Quase quatro meses após a tragédia que matou cinco pessoas na “curva da morte”, em Rifaina, o Estado dá o primeiro passo no sentido de se fazer algo para reduzir o número de acidentes no local. Segundo a assessoria do deputado Roberto Engler (PSDB), o DER (Departamento de Estradas de Rodagem) abriu concorrência para definir a empresa que fará o projeto. A abertura das propostas estaria marcada para 27 de agosto.
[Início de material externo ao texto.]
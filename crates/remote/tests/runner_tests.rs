use std::{
    sync::{Arc, Mutex},
    time::Duration,
};

use runny_remote::{
    ExecError, ExecOptions, ExitOutcome, OutputChunk, OutputSink, OutputStream, RemoteRunner, Script, ScriptedShell,
};
use tokio_util::sync::CancellationToken;

fn runner(script: Script, timeout: Option<Duration>) -> (Arc<ScriptedShell>, RemoteRunner) {
    let shell = Arc::new(ScriptedShell::new(script));
    let runner = RemoteRunner::new(shell.clone(), ExecOptions { timeout });
    (shell, runner)
}

fn recording_sink() -> (Arc<Mutex<Vec<OutputChunk>>>, Arc<dyn OutputSink>) {
    let chunks = Arc::new(Mutex::new(Vec::new()));
    let recorded = Arc::clone(&chunks);
    let sink: Arc<dyn OutputSink> = Arc::new(move |chunk: OutputChunk| {
        recorded.lock().expect("chunks").push(chunk);
    });
    (chunks, sink)
}

#[tokio::test]
async fn run_once_combines_both_streams() {
    let script = Script::new()
        .stdout("one\n")
        .pause(Duration::from_millis(20))
        .stderr("warning\n")
        .pause(Duration::from_millis(20))
        .stdout("two\n");
    let (shell, runner) = runner(script, Some(Duration::from_secs(5)));

    let output = runner.run_once("ls /home", &CancellationToken::new()).await.expect("run");

    assert_eq!(String::from_utf8(output).expect("utf8"), "one\nwarning\ntwo\n");
    assert_eq!(shell.executed(), vec!["ls /home".to_string()]);
}

#[tokio::test]
async fn run_once_reports_nonzero_exit_with_output() {
    let (_shell, runner) = runner(Script::new().stderr("no such file\n").exit_code(2), None);

    let error = runner.run_once("ls /nope", &CancellationToken::new()).await.unwrap_err();

    match error {
        ExecError::ExitStatus { code, output } => {
            assert_eq!(code, 2);
            assert_eq!(output, b"no such file\n");
        }
        other => panic!("unexpected error: {other}"),
    }
}

#[tokio::test]
async fn missing_exit_status_is_an_error() {
    let (_shell, runner) = runner(Script::new().stdout("partial").exit(ExitOutcome::Missing), None);

    let error = runner.run_once("true", &CancellationToken::new()).await.unwrap_err();

    assert!(matches!(error, ExecError::MissingExitStatus { .. }));
}

#[tokio::test]
async fn transport_failures_surface_unchanged() {
    let (_shell, runner) = runner(Script::new().unreachable("connection refused"), None);

    let error = runner.run_once("true", &CancellationToken::new()).await.unwrap_err();

    assert_eq!(error.to_string(), "ssh transport error: connection refused");
}

#[tokio::test]
async fn streaming_collapses_carriage_returns_in_one_chunk() {
    let (_shell, runner) = runner(Script::new().stdout("progress: 10%\rprogress: 50%\rprogress: 100%"), None);
    let (chunks, sink) = recording_sink();

    runner.run_streaming("progress", sink, &CancellationToken::new()).await.expect("stream");

    let chunks = chunks.lock().expect("chunks");
    assert_eq!(
        *chunks,
        vec![OutputChunk {
            stream: OutputStream::Stdout,
            text: "progress: 100%".into(),
        }]
    );
}

#[tokio::test]
async fn streaming_resends_accumulated_text_per_stream() {
    let script = Script::new()
        .stdout("a\n")
        .pause(Duration::from_millis(20))
        .stderr("oops\n")
        .pause(Duration::from_millis(20))
        .stdout("b\n");
    let (_shell, runner) = runner(script, None);
    let (chunks, sink) = recording_sink();

    runner.run_streaming("run", sink, &CancellationToken::new()).await.expect("stream");

    let chunks = chunks.lock().expect("chunks");
    let stdout: Vec<_> = chunks
        .iter()
        .filter(|chunk| chunk.stream == OutputStream::Stdout)
        .map(|chunk| chunk.text.as_str())
        .collect();
    let stderr: Vec<_> = chunks
        .iter()
        .filter(|chunk| chunk.stream == OutputStream::Stderr)
        .map(|chunk| chunk.text.as_str())
        .collect();
    assert_eq!(stdout, vec!["a\n", "a\nb\n"]);
    assert_eq!(stderr, vec!["oops\n"]);
}

#[tokio::test]
async fn streaming_returns_exit_error_after_output() {
    let (_shell, runner) = runner(Script::new().stdout("half").exit_code(1), None);
    let (chunks, sink) = recording_sink();

    let error = runner.run_streaming("run", sink, &CancellationToken::new()).await.unwrap_err();

    assert!(matches!(error, ExecError::ExitStatus { code: 1, .. }));
    assert_eq!(chunks.lock().expect("chunks").len(), 1);
}

#[tokio::test(start_paused = true)]
async fn hung_command_times_out() {
    let script = Script::new().stdout("started\n").pause(Duration::from_secs(3600));
    let (_shell, runner) = runner(script, Some(Duration::from_secs(2)));

    let error = runner.run_once("sleep 3600", &CancellationToken::new()).await.unwrap_err();

    assert!(matches!(error, ExecError::TimedOut(timeout) if timeout == Duration::from_secs(2)));
}

#[tokio::test]
async fn cancellation_stops_streaming() {
    let script = Script::new().stdout("tick\n").pause(Duration::from_secs(3600));
    let (_shell, runner) = runner(script, None);
    let (chunks, sink) = recording_sink();
    let cancel = CancellationToken::new();

    let trigger = cancel.clone();
    tokio::spawn(async move {
        tokio::time::sleep(Duration::from_millis(50)).await;
        trigger.cancel();
    });
    let error = runner.run_streaming("tail -f", sink, &cancel).await.unwrap_err();

    assert!(matches!(error, ExecError::Cancelled));
    assert_eq!(chunks.lock().expect("chunks").len(), 1);
}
Não há previsão para o início das obras.
Entrevistado pelo Comércio, no dia 7 de abril, o secretário de Estado dos Transportes, Mauro Arce, afirmou que o Estado pretende construir um viaduto de 400 metros na “curva da morte” e duplicar um trecho de 3,5 quilômetros para separar o tráfego de veículos na serra de Rifaina. As obras vão custar de R$ 20 a 25 milhões e, quando iniciadas, devem demorar um ano para ficar prontas.
Durante a entrevista, feita por telefone após audiência o deputado Gilson de Souza (DEM) e com os prefeitos Hugo Lourenço (PMDB), de Rifaina, e Hélio Kondo (PMDB), de Cristais Paulista, o secretário disse que o governo está empenhado em solucionar o problema, mas que ainda não havia recursos necessários para bancar o investimento. “O dinheiro vai ter que aparecer”.
O projeto inicial prevê a duplicação da Rodovia Cândido Portinari a partir do distrito de Alto Porã até o fim da seqüência das curvas, já nas proximidades de Rifaina. O viaduto seria construído sobre a curva e usado apenas pelos veículos que estiverem descendo a serra.